I have learned so much during my internship, but like I wrote two years ago, what I learned was not the fundamental skills of a journalist – writing in the inverted pyramid style, how to conduct interviews or even AP style – those were skills that I learned in college.
During this internship, I was able to learn more about who I am as a journalist.
On the first day of my internship, I was assigned to write a series of articles about the political candidates running in the primary election. For the first few weeks, it seemed like all I did was ask politician after politician the same five questions, transcribe the interview and then write the story.
What began as a repetitive series, led me to write one of the pieces that brings me the most pride.
About halfway through my internship, I began writing about a political candidate who had been elected to office. No big deal, right? Well, actually this political candidate had been convicted of felony extortion charges in the 1990s.
According to Kentucky’s constitution, individuals convicted of felony charges must be pardoned by the governor to have their rights restored to hold political office. Thus, began my search for the pardon. For weeks, I contacted the individual looking for answers about the pardon. I searched at the local, state and federal levels to no avail. No agency was able to provide me a copy of the pardon; it seemed like one did not exist.

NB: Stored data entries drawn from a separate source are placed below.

//! Chess position representation and FEN parsing.
//!
//! Positions are parsed strictly: every FEN field must be present and valid,
//! since the encoder feeds them straight into the network inputs.
//!
//! # Example
//! ```
//! use policy_export::board::Position;
//!
//! let position = Position::try_from_fen(
//!     "rnbqkbnr/pppppppp/8/8/8/8/PPPPPPPP/RNBQKBNR w KQkq - 0 1",
//! ).unwrap();
//! assert_eq!(position.piece_count(), 32);
//! ```

mod error;
mod fen;
mod state;
mod types;

pub use error::{FenError, SquareError};
pub use state::Position;
pub use types::{Bitboard, BitboardIter, CastlingRights, Color, Piece, Square};

pub(crate) use types::PROMOTION_PIECES;
//! Position evaluators.
//!
//! An [`Evaluator`] writes its forward pass once against the [`Backend`]
//! trait. Running it on the [`Eager`] backend computes the heads directly;
//! running it on the export tracer records the same operations as a graph.

pub mod checkpoint;
pub mod eager;
pub mod network;

use thiserror::Error;

use crate::graph::{Op, OpKind, ShapeError, MOVE_PROBS, SIDE_INFO_LOGITS, WIN_PROB};
use crate::ops::OpError;
use crate::tensor::Tensor;

pub use checkpoint::{load, Device, ModelKind};
pub use eager::{evaluate, Eager};
pub use network::{NetworkConfig, ParameterError, RatingPolicyNet};

/// Forward-pass mode. Training enables dropout.
#[derive(Clone, Copy, Debug, PartialEq, Eq)]
pub enum Mode {
    Train,
    Inference,
}

#[derive(Debug, Clone, PartialEq, Error)]
pub enum ForwardError {
    #[error(transparent)]
    Op(#[from] OpError),
    #[error(transparent)]
    Shape(#[from] ShapeError),
    #[error("'{value}' depends on the graph inputs and cannot be read while tracing")]
    DataDependent { value: String },
    #[error("{op} is stochastic in training mode")]
    StochasticOp { op: OpKind },
    #[error("{op} produced shape {concrete:?} but its symbolic shape is {symbolic}")]
    ShapeDivergence {
        op: OpKind,
        concrete: Vec<usize>,
        symbolic: String,
    },
    #[error("{op} needs opset {since}, exporting at opset {opset}")]
    OpsetTooOld { op: OpKind, since: u32, opset: u32 },
    #[error("output '{name}' has no dynamic batch axis")]
    StaticOutput { name: String },
    #[error("no parameter named '{name}'")]
    MissingParameter { name: String },
    #[error("parameter '{name}' registered twice with different values")]
    ParameterConflict { name: String },
}

/// Execution strategy for an evaluator's forward code.
pub trait Backend {
    type Value: Clone;

    /// A named weight. Tracing backends turn these into initializers.
    fn parameter(&mut self, name: &str, tensor: &Tensor) -> Result<Self::Value, ForwardError>;

    fn apply(&mut self, op: Op, inputs: &[&Self::Value]) -> Result<Self::Value, ForwardError>;

    /// Read a value back as a concrete tensor.
    fn concrete(&mut self, value: &Self::Value) -> Result<Tensor, ForwardError>;
}

/// The three evaluator inputs, batch-major.
#[derive(Clone, Debug)]
pub struct EvaluatorInputs<V> {
    pub board: V,
    pub elo_self: V,
    pub elo_oppo: V,
}

/// Evaluator outputs.
#[derive(Clone, Debug)]
pub struct Heads<V> {
    /// `[batch, vocab]`, each row sums to 1
    pub move_probs: V,
    /// `[batch, side_info]`, present when the model has the auxiliary head
    pub side_info_logits: Option<V>,
    /// `[batch]` in `[0, 1]`
    pub win_prob: V,
}

impl Heads<Tensor> {
    /// Heads paired with their canonical output names.
    #[must_use]
    pub fn named(&self) -> Vec<(&'static str, &Tensor)> {
        let mut heads = vec![(MOVE_PROBS, &self.move_probs)];
        if let Some(side) = &self.side_info_logits {
            heads.push((SIDE_INFO_LOGITS, side));
        }
        heads.push((WIN_PROB, &self.win_prob));
        heads
    }
}

/// A network mapping a board and two rating buckets to move probabilities
/// and a win estimate.
pub trait Evaluator {
    fn forward<B: Backend>(
        &self,
        backend: &mut B,
        inputs: EvaluatorInputs<B::Value>,
        mode: Mode,
    ) -> Result<Heads<B::Value>, ForwardError>;

    /// Trailing dimension of `move_probs`
    fn move_vocab_size(&self) -> usize;

    fn parameter_count(&self) -> usize;
}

The Times-Tribune published my article detailing my search for the elusive document.
The next day the pardon was published on the front page of another newspaper.
Honestly, I was livid. Why was the source so difficult when it came to my reporting, yet handed the document over willingly to another newspaper? What had I done wrong?
For seasoned journalists, this probably seems like a minor situation, but as a green journalist, I was struggling.
I struggled trying to answer the question, ‘what had I done wrong,’ until my editor told me that she had talked to a seasoned journalist who was covering the same story at a larger, highly respected paper. That journalist told my editor that I should feel honored that the source withheld the information because it meant that I was doing my job well. I was not going to just assume that this individual had the right to hold office. I was diligently searching for the information because as a journalist, part of my job is to ‘tickle giants’ and hold government officials accountable. It is part of the watchdog function of journalists.
While covering the story, I had been diligent in my reporting. I corroborated every piece of evidence that I had with a paper source. Nothing I reported came from just a verbal conversation.
Having written investigative stories before, I knew what I was getting myself into.
My favorite documentary is called “Tickling Giants.” It follows the story of Dr. Bassem Youssef who left his job as a heart surgeon to become a comedian. He used comedy to push back against a president who was abusing his power.
One of the most famous quotes from the documentary is, “Take a feather and tickle the foot of a giant. It’s a risk. Will the giant laugh or stomp on you?”
In the case of my article, I think the individual was doing both. But I did not write the piece because I was trying to write a ‘hit piece.’
People often question the motive of journalists after they publish controversial articles. When I was faced with the criticism, my mom asked, “Well, why did you write the story to begin with?”
I did not struggle to answer her question. I knew from the minute that I started writing what my reasoning for writing the story was.
The reason I wrote it I think is best explained by another quote from the documentary.
“When you believe in something, speak up. When someone is being taken advantage of, advocate. When? Now. Giants come in all sizes. Big and small. We should all, in our own ways, be tickling giants.”
As a journalist, tickling giants meant being an advocate for the public. It meant standing my ground against obstinate sources. It meant being stomped on and laughed at by sources who did not want information the public had a right to know published in its entirety.
This internship has taught me that being laughed at and stomped on are not things to fear as a journalist. Those actions actually just meant that I was doing my job.
That is why as a journalist, I will always be tickling giants.